Work order
A complete copy of the entries, exactly as written, is the expected result.

Data under study
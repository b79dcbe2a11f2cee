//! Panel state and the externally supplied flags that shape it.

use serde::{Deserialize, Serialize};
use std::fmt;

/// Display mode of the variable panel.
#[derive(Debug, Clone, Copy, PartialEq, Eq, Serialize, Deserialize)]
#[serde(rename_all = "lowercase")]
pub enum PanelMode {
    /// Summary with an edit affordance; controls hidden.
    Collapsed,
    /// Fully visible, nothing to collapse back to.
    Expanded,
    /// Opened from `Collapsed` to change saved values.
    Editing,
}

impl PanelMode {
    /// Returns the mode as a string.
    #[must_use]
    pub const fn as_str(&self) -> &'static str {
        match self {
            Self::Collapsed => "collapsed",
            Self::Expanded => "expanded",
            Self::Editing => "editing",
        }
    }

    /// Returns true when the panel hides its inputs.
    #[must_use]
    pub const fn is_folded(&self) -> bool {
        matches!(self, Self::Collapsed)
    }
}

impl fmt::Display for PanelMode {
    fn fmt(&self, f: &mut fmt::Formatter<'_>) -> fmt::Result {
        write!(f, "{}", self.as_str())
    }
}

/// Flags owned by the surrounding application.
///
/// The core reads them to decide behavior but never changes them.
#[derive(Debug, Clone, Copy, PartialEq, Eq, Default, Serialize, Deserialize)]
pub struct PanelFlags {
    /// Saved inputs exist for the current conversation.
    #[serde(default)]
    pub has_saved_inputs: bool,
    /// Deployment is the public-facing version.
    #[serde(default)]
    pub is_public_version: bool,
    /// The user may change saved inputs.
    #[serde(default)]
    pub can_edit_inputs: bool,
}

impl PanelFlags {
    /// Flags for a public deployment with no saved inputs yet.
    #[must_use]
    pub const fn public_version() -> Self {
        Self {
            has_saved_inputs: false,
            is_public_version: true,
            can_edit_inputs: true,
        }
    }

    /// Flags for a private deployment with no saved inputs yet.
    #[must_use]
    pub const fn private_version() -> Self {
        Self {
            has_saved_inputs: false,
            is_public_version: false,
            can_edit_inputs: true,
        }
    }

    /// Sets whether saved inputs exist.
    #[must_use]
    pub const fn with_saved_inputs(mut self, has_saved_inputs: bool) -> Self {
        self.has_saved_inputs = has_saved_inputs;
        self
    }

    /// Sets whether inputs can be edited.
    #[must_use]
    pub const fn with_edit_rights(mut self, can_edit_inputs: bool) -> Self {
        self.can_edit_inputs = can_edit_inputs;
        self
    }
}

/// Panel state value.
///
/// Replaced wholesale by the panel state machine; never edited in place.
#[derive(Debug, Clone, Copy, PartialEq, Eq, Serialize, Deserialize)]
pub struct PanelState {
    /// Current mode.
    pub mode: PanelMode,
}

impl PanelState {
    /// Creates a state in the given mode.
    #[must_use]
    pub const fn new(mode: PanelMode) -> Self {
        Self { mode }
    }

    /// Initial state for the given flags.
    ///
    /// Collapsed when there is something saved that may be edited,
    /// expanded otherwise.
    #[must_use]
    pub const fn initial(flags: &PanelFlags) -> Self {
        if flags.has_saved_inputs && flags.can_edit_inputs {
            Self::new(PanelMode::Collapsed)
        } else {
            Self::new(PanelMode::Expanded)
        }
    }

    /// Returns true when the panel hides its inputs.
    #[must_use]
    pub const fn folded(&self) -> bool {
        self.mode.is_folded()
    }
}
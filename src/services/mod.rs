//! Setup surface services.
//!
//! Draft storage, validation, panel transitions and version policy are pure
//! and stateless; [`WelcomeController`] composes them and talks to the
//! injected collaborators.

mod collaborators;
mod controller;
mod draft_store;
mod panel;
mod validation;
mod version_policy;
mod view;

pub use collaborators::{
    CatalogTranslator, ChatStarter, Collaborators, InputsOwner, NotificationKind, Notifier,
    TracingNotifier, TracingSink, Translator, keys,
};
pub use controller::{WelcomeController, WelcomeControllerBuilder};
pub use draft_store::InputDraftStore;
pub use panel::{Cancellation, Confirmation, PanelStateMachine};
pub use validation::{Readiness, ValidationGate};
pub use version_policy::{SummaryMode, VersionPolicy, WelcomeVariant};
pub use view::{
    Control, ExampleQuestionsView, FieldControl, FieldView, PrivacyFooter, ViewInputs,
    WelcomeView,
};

Task answer
repository b79dcbe2a11f2cee
//! Panel state and the externally supplied flags that shape it.

use serde::{Deserialize, Serialize};
use std::fmt;

/// Display mode of the variable panel.
#[derive(Debug, Clone, Copy, PartialEq, Eq, Serialize, Deserialize)]
#[serde(rename_all = "lowercase")]
pub enum PanelMode {
    /// Summary with an edit affordance; controls hidden.
    Collapsed,
    /// Fully visible, nothing to collapse back to.
    Expanded,
    /// Opened from `Collapsed` to change saved values.
    Editing,
}

impl PanelMode {
    /// Returns the mode as a string.
    #[must_use]
    pub const fn as_str(&self) -> &'static str {
        match self {
            Self::Collapsed => "collapsed",
            Self::Expanded => "expanded",
            Self::Editing => "editing",
        }
    }

    /// Returns true when the panel hides its inputs.
    #[must_use]
    pub const fn is_folded(&self) -> bool {
        matches!(self, Self::Collapsed)
    }
}

impl fmt::Display for PanelMode {
    fn fmt(&self, f: &mut fmt::Formatter<'_>) -> fmt::Result {
        write!(f, "{}", self.as_str())
    }
}

/// Flags owned by the surrounding application.
///
/// The core reads them to decide behavior but never changes them.
#[derive(Debug, Clone, Copy, PartialEq, Eq, Default, Serialize, Deserialize)]
pub struct PanelFlags {
    /// Saved inputs exist for the current conversation.
    #[serde(default)]
    pub has_saved_inputs: bool,
    /// Deployment is the public-facing version.
    #[serde(default)]
    pub is_public_version: bool,
    /// The user may change saved inputs.
    #[serde(default)]
    pub can_edit_inputs: bool,
}

impl PanelFlags {
    /// Flags for a public deployment with no saved inputs yet.
    #[must_use]
    pub const fn public_version() -> Self {
        Self {
            has_saved_inputs: false,
            is_public_version: true,
            can_edit_inputs: true,
        }
    }

    /// Flags for a private deployment with no saved inputs yet.
    #[must_use]
    pub const fn private_version() -> Self {
        Self {
            has_saved_inputs: false,
            is_public_version: false,
            can_edit_inputs: true,
        }
    }

    /// Sets whether saved inputs exist.
    #[must_use]
    pub const fn with_saved_inputs(mut self, has_saved_inputs: bool) -> Self {
        self.has_saved_inputs = has_saved_inputs;
        self
    }

    /// Sets whether inputs can be edited.
    #[must_use]
    pub const fn with_edit_rights(mut self, can_edit_inputs: bool) -> Self {
        self.can_edit_inputs = can_edit_inputs;
        self
    }
}

/// Panel state value.
///
/// Replaced wholesale by the panel state machine; never edited in place.
#[derive(Debug, Clone, Copy, PartialEq, Eq, Serialize, Deserialize)]
pub struct PanelState {
    /// Current mode.
    pub mode: PanelMode,
}

impl PanelState {
    /// Creates a state in the given mode.
    #[must_use]
    pub const fn new(mode: PanelMode) -> Self {
        Self { mode }
    }

    /// Initial state for the given flags.
    ///
    /// Collapsed when there is something saved that may be edited,
    /// expanded otherwise.
    #[must_use]
    pub const fn initial(flags: &PanelFlags) -> Self {
        if flags.has_saved_inputs && flags.can_edit_inputs {
            Self::new(PanelMode::Collapsed)
        } else {
            Self::new(PanelMode::Expanded)
        }
    }

    /// Returns true when the panel hides its inputs.
    #[must_use]
    pub const fn folded(&self) -> bool {
        self.mode.is_folded()
    }
}
filename src/services/mod.rs
//! Setup surface services.
//!
//! Draft storage, validation, panel transitions and version policy are pure
//! and stateless; [`WelcomeController`] composes them and talks to the
//! injected collaborators.

mod collaborators;
mod controller;
mod draft_store;
mod panel;
mod validation;
mod version_policy;
mod view;

pub use collaborators::{
    CatalogTranslator, ChatStarter, Collaborators, InputsOwner, NotificationKind, Notifier,
    TracingNotifier, TracingSink, Translator, keys,
};
pub use controller::{WelcomeController, WelcomeControllerBuilder};
pub use draft_store::InputDraftStore;
pub use panel::{Cancellation, Confirmation, PanelStateMachine};
pub use validation::{Readiness, ValidationGate};
pub use version_policy::{SummaryMode, VersionPolicy, WelcomeVariant};
pub use view::{
    Control, ExampleQuestionsView, FieldControl, FieldView, PrivacyFooter, ViewInputs,
    WelcomeView,
};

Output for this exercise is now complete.